THE DATA
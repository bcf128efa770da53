//! Backend-neutral content entities.
//!
//! Every storage adapter maps its own rows/documents/files into these shapes,
//! so the HTTP layer and the frontend never see backend-specific structure.
//! Ids are opaque strings: the relational backend renders numeric keys to
//! strings, the document backend uses document ids, the file backend uses
//! filename-derived slugs.

use chrono::{DateTime, Utc};
use serde::{Deserialize, Serialize};

#[derive(Debug, Clone, Serialize, Deserialize)]
#[serde(rename_all = "camelCase")]
pub struct Category {
    pub id: String,
    pub name: String,
    pub slug: String,
    #[serde(default)]
    pub description: Option<String>,
    #[serde(default)]
    pub icon: Option<String>,
    #[serde(default)]
    pub article_count: i64,
}

/// Normalized category shape attached to an article. Always a plain
/// `{name, slug}` pair, never a bare foreign key or a reference object.
#[derive(Debug, Clone, PartialEq, Eq, Serialize, Deserialize)]
pub struct CategoryRef {
    pub name: String,
    pub slug: String,
}

#[derive(Debug, Clone, Copy, PartialEq, Eq, Serialize, Deserialize, Default)]
#[serde(rename_all = "lowercase")]
pub enum ArticleStatus {
    Draft,
    #[default]
    Published,
}

impl ArticleStatus {
    pub fn as_str(self) -> &'static str {
        match self {
            ArticleStatus::Draft => "draft",
            ArticleStatus::Published => "published",
        }
    }

    pub fn parse(value: &str) -> Option<Self> {
        match value {
            "draft" => Some(ArticleStatus::Draft),
            "published" => Some(ArticleStatus::Published),
            _ => None,
        }
    }
}

#[derive(Debug, Clone, Serialize, Deserialize)]
#[serde(rename_all = "camelCase")]
pub struct Article {
    pub id: String,
    pub title: String,
    pub slug: String,
    #[serde(default)]
    pub excerpt: String,
    #[serde(default)]
    pub content: String,
    #[serde(default)]
    pub featured_image: Option<String>,
    pub published_date: DateTime<Utc>,
    #[serde(default)]
    pub updated_date: Option<DateTime<Utc>>,
    #[serde(default)]
    pub category: Option<CategoryRef>,
    #[serde(default)]
    pub read_time: Option<String>,
    #[serde(default)]
    pub tags: Vec<String>,
    #[serde(default)]
    pub featured: bool,
    #[serde(default)]
    pub status: ArticleStatus,
    // Attached at read time, never stored on the article record itself.
    #[serde(default)]
    pub content_sections: Vec<ContentSection>,
    #[serde(default)]
    pub video_files: Vec<MediaFile>,
    #[serde(default)]
    pub audio_files: Vec<MediaFile>,
    #[serde(default)]
    pub images: Vec<MediaFile>,
    #[serde(default)]
    pub resources: Vec<Resource>,
    #[serde(default)]
    pub related_articles: Vec<RelatedArticle>,
}

/// Summary card for the "you may also like" list. Kept flat so related
/// articles are never recursively enriched.
#[derive(Debug, Clone, Serialize, Deserialize)]
#[serde(rename_all = "camelCase")]
pub struct RelatedArticle {
    pub id: String,
    pub title: String,
    pub slug: String,
    #[serde(default)]
    pub excerpt: String,
    #[serde(default)]
    pub featured_image: Option<String>,
    pub published_date: DateTime<Utc>,
}

impl From<&Article> for RelatedArticle {
    fn from(article: &Article) -> Self {
        RelatedArticle {
            id: article.id.clone(),
            title: article.title.clone(),
            slug: article.slug.clone(),
            excerpt: article.excerpt.clone(),
            featured_image: article.featured_image.clone(),
            published_date: article.published_date,
        }
    }
}

#[derive(Debug, Clone, Serialize, Deserialize)]
#[serde(rename_all = "camelCase")]
pub struct ContentSection {
    pub id: String,
    #[serde(default)]
    pub title: Option<String>,
    pub content: String,
    pub order: i64,
    pub article_id: String,
}

#[derive(Debug, Clone, Copy, PartialEq, Eq, Serialize, Deserialize)]
#[serde(rename_all = "lowercase")]
pub enum MediaType {
    Video,
    Audio,
    Image,
    Document,
}

impl MediaType {
    pub fn as_str(self) -> &'static str {
        match self {
            MediaType::Video => "video",
            MediaType::Audio => "audio",
            MediaType::Image => "image",
            MediaType::Document => "document",
        }
    }

    pub fn parse(value: &str) -> Option<Self> {
        match value {
            "video" => Some(MediaType::Video),
            "audio" => Some(MediaType::Audio),
            "image" => Some(MediaType::Image),
            "document" => Some(MediaType::Document),
            _ => None,
        }
    }
}

#[derive(Debug, Clone, Serialize, Deserialize)]
#[serde(rename_all = "camelCase")]
pub struct MediaFile {
    pub id: String,
    pub title: String,
    pub url: String,
    #[serde(rename = "type")]
    pub media_type: MediaType,
    #[serde(default)]
    pub description: Option<String>,
    #[serde(default)]
    pub thumbnail: Option<String>,
    #[serde(default)]
    pub duration: Option<String>,
    #[serde(default)]
    pub article_id: Option<String>,
}

#[derive(Debug, Clone, Serialize, Deserialize)]
#[serde(rename_all = "camelCase")]
pub struct Resource {
    pub id: String,
    pub title: String,
    #[serde(default)]
    pub description: Option<String>,
    pub url: String,
    #[serde(rename = "type")]
    pub resource_type: String,
    #[serde(default)]
    pub article_id: Option<String>,
}

#[derive(Debug, Clone, Copy, PartialEq, Eq, Serialize, Deserialize, Default)]
#[serde(rename_all = "lowercase")]
pub enum SubscriberStatus {
    #[default]
    Active,
    Unsubscribed,
    Bounced,
}

impl SubscriberStatus {
    pub fn as_str(self) -> &'static str {
        match self {
            SubscriberStatus::Active => "active",
            SubscriberStatus::Unsubscribed => "unsubscribed",
            SubscriberStatus::Bounced => "bounced",
        }
    }

    pub fn parse(value: &str) -> Option<Self> {
        match value {
            "active" => Some(SubscriberStatus::Active),
            "unsubscribed" => Some(SubscriberStatus::Unsubscribed),
            "bounced" => Some(SubscriberStatus::Bounced),
            _ => None,
        }
    }
}

#[derive(Debug, Clone, Serialize, Deserialize)]
#[serde(rename_all = "camelCase")]
pub struct Subscriber {
    pub id: String,
    pub email: String,
    #[serde(default)]
    pub name: Option<String>,
    pub consent: bool,
    pub status: SubscriberStatus,
    pub subscribed_at: DateTime<Utc>,
}

#[derive(Debug, Clone, Copy, PartialEq, Eq, Serialize, Deserialize, Default)]
#[serde(rename_all = "lowercase")]
pub enum ContactStatus {
    #[default]
    New,
    // "in-progress" is the legacy name for the same state
    #[serde(alias = "in-progress")]
    Read,
    Resolved,
    Spam,
}

impl ContactStatus {
    pub fn as_str(self) -> &'static str {
        match self {
            ContactStatus::New => "new",
            ContactStatus::Read => "read",
            ContactStatus::Resolved => "resolved",
            ContactStatus::Spam => "spam",
        }
    }

    pub fn parse(value: &str) -> Option<Self> {
        match value {
            "new" => Some(ContactStatus::New),
            "read" | "in-progress" => Some(ContactStatus::Read),
            "resolved" => Some(ContactStatus::Resolved),
            "spam" => Some(ContactStatus::Spam),
            _ => None,
        }
    }
}

#[derive(Debug, Clone, Serialize, Deserialize)]
#[serde(rename_all = "camelCase")]
pub struct Contact {
    pub id: String,
    pub name: String,
    pub email: String,
    pub message: String,
    pub status: ContactStatus,
    pub created_at: DateTime<Utc>,
}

ACTION ITEM
Write the data above out again in full, exactly.

SOLUTION
repository bcf128efa770da53
//! Backend-neutral content entities.
//!
//! Every storage adapter maps its own rows/documents/files into these shapes,
//! so the HTTP layer and the frontend never see backend-specific structure.
//! Ids are opaque strings: the relational backend renders numeric keys to
//! strings, the document backend uses document ids, the file backend uses
//! filename-derived slugs.

use chrono::{DateTime, Utc};
use serde::{Deserialize, Serialize};

#[derive(Debug, Clone, Serialize, Deserialize)]
#[serde(rename_all = "camelCase")]
pub struct Category {
    pub id: String,
    pub name: String,
    pub slug: String,
    #[serde(default)]
    pub description: Option<String>,
    #[serde(default)]
    pub icon: Option<String>,
    #[serde(default)]
    pub article_count: i64,
}

/// Normalized category shape attached to an article. Always a plain
/// `{name, slug}` pair, never a bare foreign key or a reference object.
#[derive(Debug, Clone, PartialEq, Eq, Serialize, Deserialize)]
pub struct CategoryRef {
    pub name: String,
    pub slug: String,
}

#[derive(Debug, Clone, Copy, PartialEq, Eq, Serialize, Deserialize, Default)]
#[serde(rename_all = "lowercase")]
pub enum ArticleStatus {
    Draft,
    #[default]
    Published,
}

impl ArticleStatus {
    pub fn as_str(self) -> &'static str {
        match self {
            ArticleStatus::Draft => "draft",
            ArticleStatus::Published => "published",
        }
    }

    pub fn parse(value: &str) -> Option<Self> {
        match value {
            "draft" => Some(ArticleStatus::Draft),
            "published" => Some(ArticleStatus::Published),
            _ => None,
        }
    }
}

#[derive(Debug, Clone, Serialize, Deserialize)]
#[serde(rename_all = "camelCase")]
pub struct Article {
    pub id: String,
    pub title: String,
    pub slug: String,
    #[serde(default)]
    pub excerpt: String,
    #[serde(default)]
    pub content: String,
    #[serde(default)]
    pub featured_image: Option<String>,
    pub published_date: DateTime<Utc>,
    #[serde(default)]
    pub updated_date: Option<DateTime<Utc>>,
    #[serde(default)]
    pub category: Option<CategoryRef>,
    #[serde(default)]
    pub read_time: Option<String>,
    #[serde(default)]
    pub tags: Vec<String>,
    #[serde(default)]
    pub featured: bool,
    #[serde(default)]
    pub status: ArticleStatus,
    // Attached at read time, never stored on the article record itself.
    #[serde(default)]
    pub content_sections: Vec<ContentSection>,
    #[serde(default)]
    pub video_files: Vec<MediaFile>,
    #[serde(default)]
    pub audio_files: Vec<MediaFile>,
    #[serde(default)]
    pub images: Vec<MediaFile>,
    #[serde(default)]
    pub resources: Vec<Resource>,
    #[serde(default)]
    pub related_articles: Vec<RelatedArticle>,
}

/// Summary card for the "you may also like" list. Kept flat so related
/// articles are never recursively enriched.
#[derive(Debug, Clone, Serialize, Deserialize)]
#[serde(rename_all = "camelCase")]
pub struct RelatedArticle {
    pub id: String,
    pub title: String,
    pub slug: String,
    #[serde(default)]
    pub excerpt: String,
    #[serde(default)]
    pub featured_image: Option<String>,
    pub published_date: DateTime<Utc>,
}

impl From<&Article> for RelatedArticle {
    fn from(article: &Article) -> Self {
        RelatedArticle {
            id: article.id.clone(),
            title: article.title.clone(),
            slug: article.slug.clone(),
            excerpt: article.excerpt.clone(),
            featured_image: article.featured_image.clone(),
            published_date: article.published_date,
        }
    }
}

#[derive(Debug, Clone, Serialize, Deserialize)]
#[serde(rename_all = "camelCase")]
pub struct ContentSection {
    pub id: String,
    #[serde(default)]
    pub title: Option<String>,
    pub content: String,
    pub order: i64,
    pub article_id: String,
}

#[derive(Debug, Clone, Copy, PartialEq, Eq, Serialize, Deserialize)]
#[serde(rename_all = "lowercase")]
pub enum MediaType {
    Video,
    Audio,
    Image,
    Document,
}

impl MediaType {
    pub fn as_str(self) -> &'static str {
        match self {
            MediaType::Video => "video",
            MediaType::Audio => "audio",
            MediaType::Image => "image",
            MediaType::Document => "document",
        }
    }

    pub fn parse(value: &str) -> Option<Self> {
        match value {
            "video" => Some(MediaType::Video),
            "audio" => Some(MediaType::Audio),
            "image" => Some(MediaType::Image),
            "document" => Some(MediaType::Document),
            _ => None,
        }
    }
}

#[derive(Debug, Clone, Serialize, Deserialize)]
#[serde(rename_all = "camelCase")]
pub struct MediaFile {
    pub id: String,
    pub title: String,
    pub url: String,
    #[serde(rename = "type")]
    pub media_type: MediaType,
    #[serde(default)]
    pub description: Option<String>,
    #[serde(default)]
    pub thumbnail: Option<String>,
    #[serde(default)]
    pub duration: Option<String>,
    #[serde(default)]
    pub article_id: Option<String>,
}

#[derive(Debug, Clone, Serialize, Deserialize)]
#[serde(rename_all = "camelCase")]
pub struct Resource {
    pub id: String,
    pub title: String,
    #[serde(default)]
    pub description: Option<String>,
    pub url: String,
    #[serde(rename = "type")]
    pub resource_type: String,
    #[serde(default)]
    pub article_id: Option<String>,
}

#[derive(Debug, Clone, Copy, PartialEq, Eq, Serialize, Deserialize, Default)]
#[serde(rename_all = "lowercase")]
pub enum SubscriberStatus {
    #[default]
    Active,
    Unsubscribed,
    Bounced,
}

impl SubscriberStatus {
    pub fn as_str(self) -> &'static str {
        match self {
            SubscriberStatus::Active => "active",
            SubscriberStatus::Unsubscribed => "unsubscribed",
            SubscriberStatus::Bounced => "bounced",
        }
    }

    pub fn parse(value: &str) -> Option<Self> {
        match value {
            "active" => Some(SubscriberStatus::Active),
            "unsubscribed" => Some(SubscriberStatus::Unsubscribed),
            "bounced" => Some(SubscriberStatus::Bounced),
            _ => None,
        }
    }
}

#[derive(Debug, Clone, Serialize, Deserialize)]
#[serde(rename_all = "camelCase")]
pub struct Subscriber {
    pub id: String,
    pub email: String,
    #[serde(default)]
    pub name: Option<String>,
    pub consent: bool,
    pub status: SubscriberStatus,
    pub subscribed_at: DateTime<Utc>,
}

#[derive(Debug, Clone, Copy, PartialEq, Eq, Serialize, Deserialize, Default)]
#[serde(rename_all = "lowercase")]
pub enum ContactStatus {
    #[default]
    New,
    // "in-progress" is the legacy name for the same state
    #[serde(alias = "in-progress")]
    Read,
    Resolved,
    Spam,
}

impl ContactStatus {
    pub fn as_str(self) -> &'static str {
        match self {
            ContactStatus::New => "new",
            ContactStatus::Read => "read",
            ContactStatus::Resolved => "resolved",
            ContactStatus::Spam => "spam",
        }
    }

    pub fn parse(value: &str) -> Option<Self> {
        match value {
            "new" => Some(ContactStatus::New),
            "read" | "in-progress" => Some(ContactStatus::Read),
            "resolved" => Some(ContactStatus::Resolved),
            "spam" => Some(ContactStatus::Spam),
            _ => None,
        }
    }
}

#[derive(Debug, Clone, Serialize, Deserialize)]
#[serde(rename_all = "camelCase")]
pub struct Contact {
    pub id: String,
    pub name: String,
    pub email: String,
    pub message: String,
    pub status: ContactStatus,
    pub created_at: DateTime<Utc>,
}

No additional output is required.